Necessitamos do desafio de conhecer o outro até mesmo para exercitar o amor nas suas diversas faces, principalmente no que se refere à fraternidade, pois esta é que consolida as amizades. Não é o instinto que nos leva a amar, a perdoar, há algo além: o homem deseja expandir-se. E isso ocorre na doação. O doar-se é fazer-se presente no outro. Zygmunt Bauman no livro “Amor Líquido”, no capítulo “Sobre a dificuldade de amar o próximo”, afirmara:
“Aceitar o preceito do amor ao próximo é o ato de origem da humanidade. Todas as outras rotinas da coabitação humana, assim como suas ordens pré-estabelecidas ou retrospectivamente descobertas, são apenas uma lista (sempre incompleta) de notas de rodapé a esse preceito. Se ele fosse ignorado ou abandonado, não haveria ninguém para fazer essa lista ou refletir sobre sua incompletude.

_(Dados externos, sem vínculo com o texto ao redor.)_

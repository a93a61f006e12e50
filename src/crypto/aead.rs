//! Facelock Vault - AEAD Encryption
//!
//! XChaCha20-Poly1305 for file contents, backup blobs and the vault's own
//! backing store.

use chacha20poly1305::{
    aead::{Aead, KeyInit},
    XChaCha20Poly1305, XNonce,
};

use super::keys::{VaultKey, NONCE_LEN};
use crate::error::{VaultError, VaultResult};

/// Encrypted data with nonce prepended
pub struct EncryptedData {
    /// Nonce (24 bytes)
    pub nonce: Vec<u8>,
    /// Ciphertext with authentication tag
    pub ciphertext: Vec<u8>,
}

impl EncryptedData {
    /// Serialize to bytes (nonce || ciphertext)
    pub fn to_bytes(&self) -> Vec<u8> {
        let mut result = Vec::with_capacity(self.nonce.len() + self.ciphertext.len());
        result.extend_from_slice(&self.nonce);
        result.extend_from_slice(&self.ciphertext);
        result
    }

    /// Deserialize from bytes
    pub fn from_bytes(data: &[u8]) -> VaultResult<Self> {
        if data.len() < NONCE_LEN + 16 {
            return Err(VaultError::AuthenticationFailure);
        }

        Ok(Self {
            nonce: data[..NONCE_LEN].to_vec(),
            ciphertext: data[NONCE_LEN..].to_vec(),
        })
    }
}

/// Generate a random nonce
fn generate_nonce() -> [u8; NONCE_LEN] {
    use rand::RngCore;
    let mut nonce = [0u8; NONCE_LEN];
    rand::thread_rng().fill_bytes(&mut nonce);
    nonce
}

/// Encrypt data with XChaCha20-Poly1305 and return the wire form
/// (nonce || ciphertext). The fresh random nonce doubles as the scheme's
/// freshness token.
pub fn seal(key: &VaultKey, plaintext: &[u8]) -> VaultResult<Vec<u8>> {
    let cipher = XChaCha20Poly1305::new_from_slice(key.expose())
        .map_err(|e| VaultError::EncryptionFailed(e.to_string()))?;

    let nonce_bytes = generate_nonce();
    let nonce = XNonce::from_slice(&nonce_bytes);

    let ciphertext = cipher
        .encrypt(nonce, plaintext)
        .map_err(|e| VaultError::EncryptionFailed(e.to_string()))?;

    Ok(EncryptedData {
        nonce: nonce_bytes.to_vec(),
        ciphertext,
    }
    .to_bytes())
}

/// Decrypt nonce-prefixed data with XChaCha20-Poly1305. A wrong key or
/// tampered ciphertext fails the Poly1305 tag check.
pub fn open(key: &VaultKey, data: &[u8]) -> VaultResult<Vec<u8>> {
    let encrypted = EncryptedData::from_bytes(data)?;

    let cipher = XChaCha20Poly1305::new_from_slice(key.expose())
        .map_err(|_| VaultError::AuthenticationFailure)?;

    let nonce = XNonce::from_slice(&encrypted.nonce);

    cipher
        .decrypt(nonce, encrypted.ciphertext.as_slice())
        .map_err(|_| VaultError::AuthenticationFailure)
}
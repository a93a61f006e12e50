//! # Facelock Vault
//!
//! Encrypted file vault keyed by a face: the symmetric key protecting each
//! user's files is never stored, it is re-derived on every operation from the
//! face embedding recorded at enrollment.
//!
//! ```text
//! ┌──────────────────────────────────────────────────────────────┐
//! │                       FACELOCK VAULT                          │
//! │                                                               │
//! │  recognition ──▶ embedding ──▶ derive_embedding_key ──▶ key   │
//! │   (external)                                           │      │
//! │                                                        ▼      │
//! │  ┌───────────────┐    ┌──────────────────┐   ┌─────────────┐  │
//! │  │  RecordStore  │◀──▶│      Vault       │──▶│ Encryption  │  │
//! │  │ users / files │    │ lock state mach. │   │   Engine    │  │
//! │  │   (SQLite)    │    │ recovery proc.   │   │ open⇄locked │  │
//! │  └───────┬───────┘    └──────────────────┘   └─────────────┘  │
//! │          │                                                    │
//! │  ┌───────▼──────────────┐                                     │
//! │  │ SelfEncryptingStore  │  vault.db ⇄ vault.locked            │
//! │  │ (key in OS keyring)  │                                     │
//! │  └──────────────────────┘                                     │
//! └──────────────────────────────────────────────────────────────┘
//! ```
//!
//! ## Security Model
//!
//! - Files encrypted at rest with XChaCha20-Poly1305
//! - Key material derived deterministically from the owner's embedding
//! - Every tracked file has a sealed, compressed backup blob in the store;
//!   the live file is a cache rebuildable from it
//! - The store's own database is sealed while the process is not running,
//!   keyed from the platform secret store
//!
//! Single-process, single-threaded by design: opening the same vault from
//! two processes concurrently is unsupported.

pub mod crypto;
pub mod engine;
pub mod error;
pub mod paths;
pub mod recognition;
pub mod self_store;
pub mod store;
pub mod vault;

pub use error::{VaultError, VaultResult};
pub use store::{EnrollmentImage, FileRecord, FileState, User};
pub use vault::{BulkReport, Vault};

/// Crate version
pub const VERSION: &str = env!("CARGO_PKG_VERSION");
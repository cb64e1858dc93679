//! User entity: full-scan, flat scalar projection.

use serde_json::{Map, Value};

use crate::entity::{EntityDescriptor, as_object, optional, required};
use crate::error::EtlResult;
use crate::schema::{FieldSchema, FieldType, TableSchema};
use crate::types::{RawRow, TransformedRow};

pub(super) static DESCRIPTOR: EntityDescriptor = EntityDescriptor {
    endpoint: "user",
    table: "User",
    primary_key: &["id"],
    increment_key: "date_updated",
    is_incremental: false,
    schema: TableSchema {
        fields: &[
            FieldSchema::required("id", FieldType::String),
            FieldSchema::required("date_updated", FieldType::Timestamp),
            FieldSchema::nullable("email", FieldType::String),
            FieldSchema::nullable("first_name", FieldType::String),
            FieldSchema::nullable("last_name", FieldType::String),
            FieldSchema::nullable("last_used_timezone", FieldType::String),
            FieldSchema::nullable("email_verified_at", FieldType::Timestamp),
            FieldSchema::nullable("date_created", FieldType::Timestamp),
            FieldSchema::nullable("image", FieldType::String),
        ],
    },
};

pub(super) fn transform(row: RawRow) -> EtlResult<TransformedRow> {
    let raw = as_object(&row, DESCRIPTOR.table)?;

    let mut out = Map::new();
    out.insert("id".to_owned(), required(raw, DESCRIPTOR.table, "id")?);
    out.insert(
        "date_updated".to_owned(),
        required(raw, DESCRIPTOR.table, "date_updated")?,
    );
    for key in [
        "email",
        "first_name",
        "last_name",
        "last_used_timezone",
        "email_verified_at",
        "date_created",
        "image",
    ] {
        out.insert(key.to_owned(), optional(raw, key));
    }

    Ok(Value::Object(out))
}

#[cfg(test)]
mod tests {
    use super::*;
    use serde_json::json;

    #[test]
    fn transform_is_a_fixed_projection() {
        let row = json!({
            "id": "user_1",
            "date_updated": "2021-08-05T10:00:00+00:00",
            "email": "jo@acme.test",
            "group_ids": ["dropped"],
        });

        let out = transform(row).unwrap();

        assert_eq!(out["email"], "jo@acme.test");
        assert_eq!(out["first_name"], Value::Null);
        assert!(out.get("group_ids").is_none());
    }
}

Amar o próximo pode exigir um salto de fé. O resultado, porém, é o ato fundador da humanidade. Também é a passagem decisiva do instinto de sobrevivência para a moralidade.
Essa passagem torna a moralidade uma parte, talvez condição sine qua non, da sobrevivência. Com esse ingrediente, a sobrevivência de um ser humano se torna a sobrevivência da humanidade no humano.
‘Amar o próximo como a si mesmo’ coloca o amor-próprio como um dado indiscutível, como algo que sempre esteve ali. O amor-próprio é uma questão de sobrevivência.”
As relações afetivas, às vezes, são minadas pelas conveniências. As amizades, às vezes, estão maquiadas pelos interesses. A fraternidade, às vezes, é travada pelo egoísmo. Mas tenho como certeza que a essência nunca será superada pelas aparências. Os fingimentos, como a mentira, têm pernas curtas…
No livro “Elogio da Loucura”, de Erasmo de Roterdam, encontramos as seguintes indagações:
“Dizei-me por obséquio: um homem que odeia a si mesmo poderá, acaso, amar alguém? Um homem que discorda de si mesmo poderá, acaso, concordar com outro? Será capaz de inspirar alegria aos outros quem tem em si mesmo a aflição e o tédio? Só um louco, mais louco ainda do que a própria Loucura, admitireis que possa sustentar a afirmativa de tal opinião. Ora, se me excluirdes da sociedade, não só o homem se tornará intolerável ao homem, como também, toda vez que olhar para dentro de si, não poderá deixar de experimentar o desgosto de ser o que é, de se achar aos próprios olhos, imundo e disforme, e, por conseguinte, de odiar a si mesmo.”